Copy out, from the entries below, each line holding the string "without".

- _Stored data_:
=== Section Start ===

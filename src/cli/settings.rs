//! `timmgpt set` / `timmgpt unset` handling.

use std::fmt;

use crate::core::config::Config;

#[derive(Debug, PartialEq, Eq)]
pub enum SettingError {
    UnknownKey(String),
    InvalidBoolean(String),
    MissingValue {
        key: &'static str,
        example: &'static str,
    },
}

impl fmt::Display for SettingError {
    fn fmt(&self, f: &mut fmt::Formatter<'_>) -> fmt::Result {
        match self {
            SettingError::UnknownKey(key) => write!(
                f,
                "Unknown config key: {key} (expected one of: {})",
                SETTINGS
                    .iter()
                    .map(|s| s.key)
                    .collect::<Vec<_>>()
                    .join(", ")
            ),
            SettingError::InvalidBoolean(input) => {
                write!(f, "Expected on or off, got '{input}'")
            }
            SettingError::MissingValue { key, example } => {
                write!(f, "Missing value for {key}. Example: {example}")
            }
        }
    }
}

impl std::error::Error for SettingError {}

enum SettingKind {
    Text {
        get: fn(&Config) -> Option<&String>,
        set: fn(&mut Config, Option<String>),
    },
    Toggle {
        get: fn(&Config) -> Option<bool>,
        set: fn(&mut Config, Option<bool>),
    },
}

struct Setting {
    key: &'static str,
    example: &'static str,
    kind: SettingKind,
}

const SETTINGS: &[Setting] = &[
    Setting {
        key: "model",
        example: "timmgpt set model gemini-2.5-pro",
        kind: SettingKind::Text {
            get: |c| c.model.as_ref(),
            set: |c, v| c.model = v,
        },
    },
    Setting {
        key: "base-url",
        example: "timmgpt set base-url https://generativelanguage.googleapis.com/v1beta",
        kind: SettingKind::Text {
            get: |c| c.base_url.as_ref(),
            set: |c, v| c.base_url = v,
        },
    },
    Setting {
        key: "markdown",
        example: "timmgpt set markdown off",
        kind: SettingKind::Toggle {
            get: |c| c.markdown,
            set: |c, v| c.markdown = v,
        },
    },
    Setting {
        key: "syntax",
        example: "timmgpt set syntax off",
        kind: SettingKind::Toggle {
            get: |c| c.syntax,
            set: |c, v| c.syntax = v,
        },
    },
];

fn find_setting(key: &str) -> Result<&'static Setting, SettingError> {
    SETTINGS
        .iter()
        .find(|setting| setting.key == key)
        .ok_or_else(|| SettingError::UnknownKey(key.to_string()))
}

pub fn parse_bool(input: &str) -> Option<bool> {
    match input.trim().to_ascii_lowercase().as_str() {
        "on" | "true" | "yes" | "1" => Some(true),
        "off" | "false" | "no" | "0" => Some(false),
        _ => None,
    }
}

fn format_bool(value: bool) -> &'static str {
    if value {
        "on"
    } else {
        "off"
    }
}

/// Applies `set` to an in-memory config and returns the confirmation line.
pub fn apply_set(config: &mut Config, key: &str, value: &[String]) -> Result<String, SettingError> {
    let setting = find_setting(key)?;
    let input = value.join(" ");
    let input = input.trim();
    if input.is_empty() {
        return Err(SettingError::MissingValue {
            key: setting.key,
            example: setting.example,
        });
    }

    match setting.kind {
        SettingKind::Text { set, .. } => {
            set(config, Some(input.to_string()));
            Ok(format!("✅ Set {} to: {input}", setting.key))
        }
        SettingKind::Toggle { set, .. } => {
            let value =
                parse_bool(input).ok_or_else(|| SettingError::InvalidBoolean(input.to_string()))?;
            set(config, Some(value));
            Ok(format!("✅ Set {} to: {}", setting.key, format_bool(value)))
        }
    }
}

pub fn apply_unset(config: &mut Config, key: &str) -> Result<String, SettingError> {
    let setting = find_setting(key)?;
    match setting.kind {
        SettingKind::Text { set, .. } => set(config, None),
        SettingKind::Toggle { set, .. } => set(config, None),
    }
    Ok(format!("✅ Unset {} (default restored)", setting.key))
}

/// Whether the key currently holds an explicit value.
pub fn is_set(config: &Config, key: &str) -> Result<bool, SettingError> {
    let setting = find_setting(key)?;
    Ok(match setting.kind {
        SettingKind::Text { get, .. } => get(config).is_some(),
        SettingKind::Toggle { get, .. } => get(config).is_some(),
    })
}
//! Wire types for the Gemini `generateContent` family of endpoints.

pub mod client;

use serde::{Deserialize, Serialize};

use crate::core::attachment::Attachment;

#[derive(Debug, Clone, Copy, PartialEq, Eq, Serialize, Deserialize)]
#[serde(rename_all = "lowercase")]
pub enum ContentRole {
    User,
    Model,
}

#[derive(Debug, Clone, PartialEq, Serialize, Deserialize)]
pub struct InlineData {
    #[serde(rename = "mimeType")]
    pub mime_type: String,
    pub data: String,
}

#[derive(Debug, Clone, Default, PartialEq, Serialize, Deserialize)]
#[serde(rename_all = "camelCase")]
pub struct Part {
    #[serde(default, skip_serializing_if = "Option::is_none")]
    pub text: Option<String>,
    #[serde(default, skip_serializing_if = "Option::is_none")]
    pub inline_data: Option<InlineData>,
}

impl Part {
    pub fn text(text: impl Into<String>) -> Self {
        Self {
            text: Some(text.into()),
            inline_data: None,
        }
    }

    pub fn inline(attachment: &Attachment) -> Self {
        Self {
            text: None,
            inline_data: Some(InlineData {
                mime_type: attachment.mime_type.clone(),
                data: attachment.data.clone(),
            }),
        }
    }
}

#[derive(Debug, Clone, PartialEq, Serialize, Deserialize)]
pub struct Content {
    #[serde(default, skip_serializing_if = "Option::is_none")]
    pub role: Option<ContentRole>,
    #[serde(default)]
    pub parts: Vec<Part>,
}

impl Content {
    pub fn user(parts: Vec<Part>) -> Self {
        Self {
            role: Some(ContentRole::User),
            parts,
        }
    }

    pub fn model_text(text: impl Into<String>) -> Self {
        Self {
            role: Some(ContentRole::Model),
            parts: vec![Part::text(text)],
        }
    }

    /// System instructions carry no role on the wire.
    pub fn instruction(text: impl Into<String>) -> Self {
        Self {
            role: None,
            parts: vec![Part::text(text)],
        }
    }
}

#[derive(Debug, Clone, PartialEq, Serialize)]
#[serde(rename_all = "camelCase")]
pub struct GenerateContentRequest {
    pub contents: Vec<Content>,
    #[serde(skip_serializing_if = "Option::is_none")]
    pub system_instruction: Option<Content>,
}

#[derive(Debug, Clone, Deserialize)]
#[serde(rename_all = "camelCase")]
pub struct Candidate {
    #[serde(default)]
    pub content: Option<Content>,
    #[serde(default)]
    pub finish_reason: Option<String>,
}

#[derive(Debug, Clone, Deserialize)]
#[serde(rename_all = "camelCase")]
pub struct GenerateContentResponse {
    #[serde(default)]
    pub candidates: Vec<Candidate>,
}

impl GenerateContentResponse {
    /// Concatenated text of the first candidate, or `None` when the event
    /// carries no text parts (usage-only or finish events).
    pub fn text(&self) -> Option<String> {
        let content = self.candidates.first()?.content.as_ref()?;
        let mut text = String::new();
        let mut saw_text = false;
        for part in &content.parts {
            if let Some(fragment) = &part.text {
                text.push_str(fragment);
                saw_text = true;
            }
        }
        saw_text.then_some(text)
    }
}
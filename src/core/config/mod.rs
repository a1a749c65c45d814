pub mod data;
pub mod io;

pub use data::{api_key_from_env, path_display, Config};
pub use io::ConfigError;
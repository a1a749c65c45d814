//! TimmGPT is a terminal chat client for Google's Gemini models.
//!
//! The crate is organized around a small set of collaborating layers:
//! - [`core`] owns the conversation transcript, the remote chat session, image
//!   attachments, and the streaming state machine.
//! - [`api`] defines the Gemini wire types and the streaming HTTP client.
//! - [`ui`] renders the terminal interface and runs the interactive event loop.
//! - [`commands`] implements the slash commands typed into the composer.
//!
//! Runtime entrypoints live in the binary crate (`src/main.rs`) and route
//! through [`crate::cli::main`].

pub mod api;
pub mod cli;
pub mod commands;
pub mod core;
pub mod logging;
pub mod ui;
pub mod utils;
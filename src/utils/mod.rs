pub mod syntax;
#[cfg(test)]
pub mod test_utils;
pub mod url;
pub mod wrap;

=== Section End ===
=== Section Start ===

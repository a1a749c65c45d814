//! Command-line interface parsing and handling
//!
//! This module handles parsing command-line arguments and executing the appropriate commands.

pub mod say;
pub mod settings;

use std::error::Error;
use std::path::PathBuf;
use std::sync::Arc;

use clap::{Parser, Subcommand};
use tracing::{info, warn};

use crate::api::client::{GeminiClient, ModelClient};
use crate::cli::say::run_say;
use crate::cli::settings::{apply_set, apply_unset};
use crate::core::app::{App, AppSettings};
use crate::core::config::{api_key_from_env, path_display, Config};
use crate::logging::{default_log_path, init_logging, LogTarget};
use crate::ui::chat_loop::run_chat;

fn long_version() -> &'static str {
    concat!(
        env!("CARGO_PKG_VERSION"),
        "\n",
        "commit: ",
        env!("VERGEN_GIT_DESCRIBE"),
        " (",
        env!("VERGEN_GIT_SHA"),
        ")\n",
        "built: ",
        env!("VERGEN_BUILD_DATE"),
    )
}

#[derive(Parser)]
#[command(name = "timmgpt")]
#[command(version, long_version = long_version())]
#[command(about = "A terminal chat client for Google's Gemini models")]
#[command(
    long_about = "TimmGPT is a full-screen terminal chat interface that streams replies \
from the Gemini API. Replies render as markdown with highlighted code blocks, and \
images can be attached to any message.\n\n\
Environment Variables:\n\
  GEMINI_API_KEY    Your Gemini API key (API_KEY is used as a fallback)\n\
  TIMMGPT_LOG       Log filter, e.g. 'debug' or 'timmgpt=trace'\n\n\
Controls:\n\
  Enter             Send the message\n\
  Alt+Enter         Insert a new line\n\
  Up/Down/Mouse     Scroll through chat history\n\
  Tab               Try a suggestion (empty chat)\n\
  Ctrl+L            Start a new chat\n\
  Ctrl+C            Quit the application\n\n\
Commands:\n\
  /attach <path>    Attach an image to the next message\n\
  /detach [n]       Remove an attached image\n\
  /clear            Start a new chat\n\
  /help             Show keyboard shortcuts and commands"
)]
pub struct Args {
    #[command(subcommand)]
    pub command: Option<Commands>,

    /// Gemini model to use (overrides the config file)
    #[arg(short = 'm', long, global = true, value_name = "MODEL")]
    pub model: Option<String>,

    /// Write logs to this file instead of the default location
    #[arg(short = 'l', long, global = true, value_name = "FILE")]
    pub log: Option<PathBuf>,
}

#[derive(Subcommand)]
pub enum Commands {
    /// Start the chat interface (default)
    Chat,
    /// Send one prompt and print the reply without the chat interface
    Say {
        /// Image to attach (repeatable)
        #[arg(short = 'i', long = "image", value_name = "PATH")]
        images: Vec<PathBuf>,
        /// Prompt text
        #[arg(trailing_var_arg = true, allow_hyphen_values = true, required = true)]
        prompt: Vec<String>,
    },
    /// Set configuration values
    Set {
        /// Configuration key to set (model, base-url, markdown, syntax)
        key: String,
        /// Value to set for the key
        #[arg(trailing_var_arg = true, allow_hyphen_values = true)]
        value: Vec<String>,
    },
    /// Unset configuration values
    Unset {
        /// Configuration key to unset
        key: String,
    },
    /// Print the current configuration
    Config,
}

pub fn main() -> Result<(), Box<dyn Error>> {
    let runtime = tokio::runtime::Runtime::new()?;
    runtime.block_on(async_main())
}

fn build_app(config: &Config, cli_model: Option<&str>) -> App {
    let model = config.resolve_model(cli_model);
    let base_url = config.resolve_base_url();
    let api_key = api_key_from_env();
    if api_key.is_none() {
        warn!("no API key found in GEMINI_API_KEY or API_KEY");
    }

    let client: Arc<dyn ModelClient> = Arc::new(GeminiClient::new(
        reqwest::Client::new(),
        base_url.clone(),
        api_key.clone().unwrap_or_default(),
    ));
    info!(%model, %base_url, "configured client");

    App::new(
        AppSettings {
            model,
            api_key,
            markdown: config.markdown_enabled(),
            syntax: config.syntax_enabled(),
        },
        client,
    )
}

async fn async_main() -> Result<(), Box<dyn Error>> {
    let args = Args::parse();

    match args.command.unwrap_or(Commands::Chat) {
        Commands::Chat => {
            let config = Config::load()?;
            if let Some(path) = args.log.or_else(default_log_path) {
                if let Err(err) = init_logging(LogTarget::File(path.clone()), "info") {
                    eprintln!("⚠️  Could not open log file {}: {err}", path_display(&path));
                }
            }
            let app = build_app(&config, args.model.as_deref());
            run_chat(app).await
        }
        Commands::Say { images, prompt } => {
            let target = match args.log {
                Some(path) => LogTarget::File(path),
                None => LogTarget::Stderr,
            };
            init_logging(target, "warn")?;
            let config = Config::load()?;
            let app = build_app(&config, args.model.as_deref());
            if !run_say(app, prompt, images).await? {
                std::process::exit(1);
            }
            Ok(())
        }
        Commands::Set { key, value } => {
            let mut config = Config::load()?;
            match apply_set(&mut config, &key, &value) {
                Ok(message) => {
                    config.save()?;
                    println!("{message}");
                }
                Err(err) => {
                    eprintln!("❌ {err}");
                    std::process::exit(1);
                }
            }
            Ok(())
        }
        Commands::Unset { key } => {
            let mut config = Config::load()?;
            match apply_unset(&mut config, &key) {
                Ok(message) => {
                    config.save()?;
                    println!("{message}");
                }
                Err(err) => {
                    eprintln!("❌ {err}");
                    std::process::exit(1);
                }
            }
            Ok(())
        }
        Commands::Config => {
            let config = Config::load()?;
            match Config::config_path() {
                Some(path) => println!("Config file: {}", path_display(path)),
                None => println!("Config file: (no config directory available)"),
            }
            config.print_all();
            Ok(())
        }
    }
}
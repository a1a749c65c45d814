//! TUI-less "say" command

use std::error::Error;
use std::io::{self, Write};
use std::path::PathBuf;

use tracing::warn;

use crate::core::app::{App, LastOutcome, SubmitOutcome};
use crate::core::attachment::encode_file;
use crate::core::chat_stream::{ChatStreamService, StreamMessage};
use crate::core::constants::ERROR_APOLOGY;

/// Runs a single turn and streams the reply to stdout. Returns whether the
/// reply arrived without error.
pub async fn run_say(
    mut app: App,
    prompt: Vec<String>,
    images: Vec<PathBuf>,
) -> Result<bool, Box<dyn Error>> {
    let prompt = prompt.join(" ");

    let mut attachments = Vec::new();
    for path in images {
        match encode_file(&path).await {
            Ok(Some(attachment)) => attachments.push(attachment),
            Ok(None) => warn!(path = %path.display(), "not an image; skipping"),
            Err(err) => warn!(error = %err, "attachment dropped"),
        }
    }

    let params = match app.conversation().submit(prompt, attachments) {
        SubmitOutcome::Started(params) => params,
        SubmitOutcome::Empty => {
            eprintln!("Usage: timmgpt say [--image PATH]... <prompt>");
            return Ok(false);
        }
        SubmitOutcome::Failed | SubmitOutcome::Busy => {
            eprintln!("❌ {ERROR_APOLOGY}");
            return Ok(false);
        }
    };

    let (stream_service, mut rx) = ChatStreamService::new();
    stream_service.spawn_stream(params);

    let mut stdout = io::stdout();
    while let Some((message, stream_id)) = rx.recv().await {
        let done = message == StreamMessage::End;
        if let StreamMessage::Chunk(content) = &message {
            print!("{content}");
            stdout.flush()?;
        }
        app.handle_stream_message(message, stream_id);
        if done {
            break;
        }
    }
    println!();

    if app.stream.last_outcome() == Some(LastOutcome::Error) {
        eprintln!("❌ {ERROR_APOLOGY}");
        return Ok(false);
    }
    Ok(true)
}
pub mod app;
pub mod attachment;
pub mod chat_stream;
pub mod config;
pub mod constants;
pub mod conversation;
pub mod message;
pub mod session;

=== Section End ===
=== Section Start ===

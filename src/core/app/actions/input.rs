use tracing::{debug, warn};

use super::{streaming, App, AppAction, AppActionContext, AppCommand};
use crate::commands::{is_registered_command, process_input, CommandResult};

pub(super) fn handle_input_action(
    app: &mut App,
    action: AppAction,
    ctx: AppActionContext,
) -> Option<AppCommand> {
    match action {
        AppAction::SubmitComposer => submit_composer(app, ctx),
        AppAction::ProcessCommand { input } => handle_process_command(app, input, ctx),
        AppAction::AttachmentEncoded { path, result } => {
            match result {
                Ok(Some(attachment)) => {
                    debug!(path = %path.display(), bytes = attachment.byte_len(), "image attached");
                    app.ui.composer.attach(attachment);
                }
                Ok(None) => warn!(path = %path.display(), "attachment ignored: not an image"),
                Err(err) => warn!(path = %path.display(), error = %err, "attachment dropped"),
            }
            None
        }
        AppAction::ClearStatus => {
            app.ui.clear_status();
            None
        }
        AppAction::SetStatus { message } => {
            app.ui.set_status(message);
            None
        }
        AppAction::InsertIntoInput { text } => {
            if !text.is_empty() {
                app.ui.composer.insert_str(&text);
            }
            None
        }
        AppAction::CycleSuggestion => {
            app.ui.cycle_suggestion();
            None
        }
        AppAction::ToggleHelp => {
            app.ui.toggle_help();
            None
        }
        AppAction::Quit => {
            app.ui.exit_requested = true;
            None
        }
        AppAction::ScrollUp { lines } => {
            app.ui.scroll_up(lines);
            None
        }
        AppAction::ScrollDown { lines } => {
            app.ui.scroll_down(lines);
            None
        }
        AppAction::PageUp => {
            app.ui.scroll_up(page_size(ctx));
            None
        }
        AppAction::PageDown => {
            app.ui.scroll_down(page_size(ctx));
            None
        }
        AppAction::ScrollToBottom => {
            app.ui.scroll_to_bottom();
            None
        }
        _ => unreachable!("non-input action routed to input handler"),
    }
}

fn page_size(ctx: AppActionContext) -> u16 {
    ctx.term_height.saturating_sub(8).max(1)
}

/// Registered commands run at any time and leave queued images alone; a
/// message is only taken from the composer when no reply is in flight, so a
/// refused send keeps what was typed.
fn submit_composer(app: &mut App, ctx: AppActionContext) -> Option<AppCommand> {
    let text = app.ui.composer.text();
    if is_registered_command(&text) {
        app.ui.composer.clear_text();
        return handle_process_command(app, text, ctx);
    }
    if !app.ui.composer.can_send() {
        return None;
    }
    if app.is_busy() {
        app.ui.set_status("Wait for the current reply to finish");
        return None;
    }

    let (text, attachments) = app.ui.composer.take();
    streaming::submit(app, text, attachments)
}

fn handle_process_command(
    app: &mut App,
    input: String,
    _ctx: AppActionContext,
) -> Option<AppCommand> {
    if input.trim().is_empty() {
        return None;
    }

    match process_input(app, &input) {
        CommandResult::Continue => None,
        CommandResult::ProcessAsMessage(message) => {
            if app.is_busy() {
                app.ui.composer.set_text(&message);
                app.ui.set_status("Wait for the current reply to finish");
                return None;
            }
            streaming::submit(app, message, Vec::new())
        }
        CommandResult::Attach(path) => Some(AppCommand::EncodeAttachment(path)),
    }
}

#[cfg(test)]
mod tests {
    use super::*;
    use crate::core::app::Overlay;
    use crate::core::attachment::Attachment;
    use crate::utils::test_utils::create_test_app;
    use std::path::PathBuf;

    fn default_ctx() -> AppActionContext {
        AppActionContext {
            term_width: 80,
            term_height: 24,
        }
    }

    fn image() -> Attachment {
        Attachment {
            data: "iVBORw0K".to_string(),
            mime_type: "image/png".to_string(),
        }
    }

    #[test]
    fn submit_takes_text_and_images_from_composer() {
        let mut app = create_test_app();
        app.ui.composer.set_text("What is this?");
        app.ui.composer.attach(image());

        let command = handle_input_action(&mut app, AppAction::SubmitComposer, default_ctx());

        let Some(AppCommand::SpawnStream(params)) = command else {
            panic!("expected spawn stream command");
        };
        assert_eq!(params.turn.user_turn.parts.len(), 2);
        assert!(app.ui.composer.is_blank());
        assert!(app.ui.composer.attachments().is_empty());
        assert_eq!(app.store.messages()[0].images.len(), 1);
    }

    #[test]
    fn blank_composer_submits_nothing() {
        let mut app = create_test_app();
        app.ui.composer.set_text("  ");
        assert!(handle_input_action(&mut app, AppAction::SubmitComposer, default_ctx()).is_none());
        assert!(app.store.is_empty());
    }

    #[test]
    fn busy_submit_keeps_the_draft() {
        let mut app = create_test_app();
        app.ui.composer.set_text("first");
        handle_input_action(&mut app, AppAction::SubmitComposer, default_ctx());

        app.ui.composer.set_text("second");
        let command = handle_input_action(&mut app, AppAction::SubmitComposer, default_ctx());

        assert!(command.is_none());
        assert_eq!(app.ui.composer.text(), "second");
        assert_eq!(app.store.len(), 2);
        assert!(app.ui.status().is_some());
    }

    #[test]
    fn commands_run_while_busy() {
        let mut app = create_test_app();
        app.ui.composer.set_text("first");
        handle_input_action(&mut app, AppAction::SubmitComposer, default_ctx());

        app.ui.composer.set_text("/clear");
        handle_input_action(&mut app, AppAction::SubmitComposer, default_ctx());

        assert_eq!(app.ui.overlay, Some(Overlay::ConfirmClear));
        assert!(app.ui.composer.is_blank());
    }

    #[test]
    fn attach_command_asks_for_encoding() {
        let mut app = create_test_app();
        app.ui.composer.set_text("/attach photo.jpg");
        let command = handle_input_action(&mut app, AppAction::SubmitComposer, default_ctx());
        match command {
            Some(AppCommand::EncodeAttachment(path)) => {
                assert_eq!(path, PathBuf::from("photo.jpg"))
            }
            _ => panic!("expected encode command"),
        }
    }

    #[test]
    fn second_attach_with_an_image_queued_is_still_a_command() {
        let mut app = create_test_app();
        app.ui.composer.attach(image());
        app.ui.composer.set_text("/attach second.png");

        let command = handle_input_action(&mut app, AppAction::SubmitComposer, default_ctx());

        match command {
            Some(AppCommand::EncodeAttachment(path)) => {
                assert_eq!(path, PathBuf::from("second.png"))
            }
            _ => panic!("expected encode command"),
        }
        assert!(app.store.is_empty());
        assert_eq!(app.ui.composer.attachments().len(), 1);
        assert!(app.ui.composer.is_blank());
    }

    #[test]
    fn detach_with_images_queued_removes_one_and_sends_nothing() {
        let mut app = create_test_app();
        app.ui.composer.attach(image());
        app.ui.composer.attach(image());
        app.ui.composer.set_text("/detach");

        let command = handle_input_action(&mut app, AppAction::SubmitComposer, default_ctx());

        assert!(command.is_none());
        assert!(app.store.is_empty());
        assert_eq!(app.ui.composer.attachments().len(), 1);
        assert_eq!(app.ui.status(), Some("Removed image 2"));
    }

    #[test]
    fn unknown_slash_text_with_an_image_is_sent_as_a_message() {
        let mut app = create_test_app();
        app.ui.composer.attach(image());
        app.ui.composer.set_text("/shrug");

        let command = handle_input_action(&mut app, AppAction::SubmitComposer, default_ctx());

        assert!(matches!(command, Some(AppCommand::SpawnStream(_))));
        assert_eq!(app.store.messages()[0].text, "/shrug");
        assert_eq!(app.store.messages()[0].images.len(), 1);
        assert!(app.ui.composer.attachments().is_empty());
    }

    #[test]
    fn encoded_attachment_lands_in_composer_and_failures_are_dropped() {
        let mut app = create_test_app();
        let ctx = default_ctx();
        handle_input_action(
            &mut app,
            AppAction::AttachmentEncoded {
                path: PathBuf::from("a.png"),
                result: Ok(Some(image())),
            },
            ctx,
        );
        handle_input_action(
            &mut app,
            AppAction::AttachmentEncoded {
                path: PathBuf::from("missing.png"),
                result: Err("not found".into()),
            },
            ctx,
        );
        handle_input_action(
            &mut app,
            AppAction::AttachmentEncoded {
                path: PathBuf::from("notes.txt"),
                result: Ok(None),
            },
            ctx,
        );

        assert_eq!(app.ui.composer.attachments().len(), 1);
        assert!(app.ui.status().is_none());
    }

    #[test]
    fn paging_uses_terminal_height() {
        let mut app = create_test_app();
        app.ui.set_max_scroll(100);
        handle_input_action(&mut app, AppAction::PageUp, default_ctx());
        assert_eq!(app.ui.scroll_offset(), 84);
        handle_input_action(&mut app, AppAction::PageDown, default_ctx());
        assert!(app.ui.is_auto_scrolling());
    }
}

=== Section End ===

- _FINISHED EXERCISE_:
    /// Send one prompt and print the reply without the chat interface
/// reply arrived without error.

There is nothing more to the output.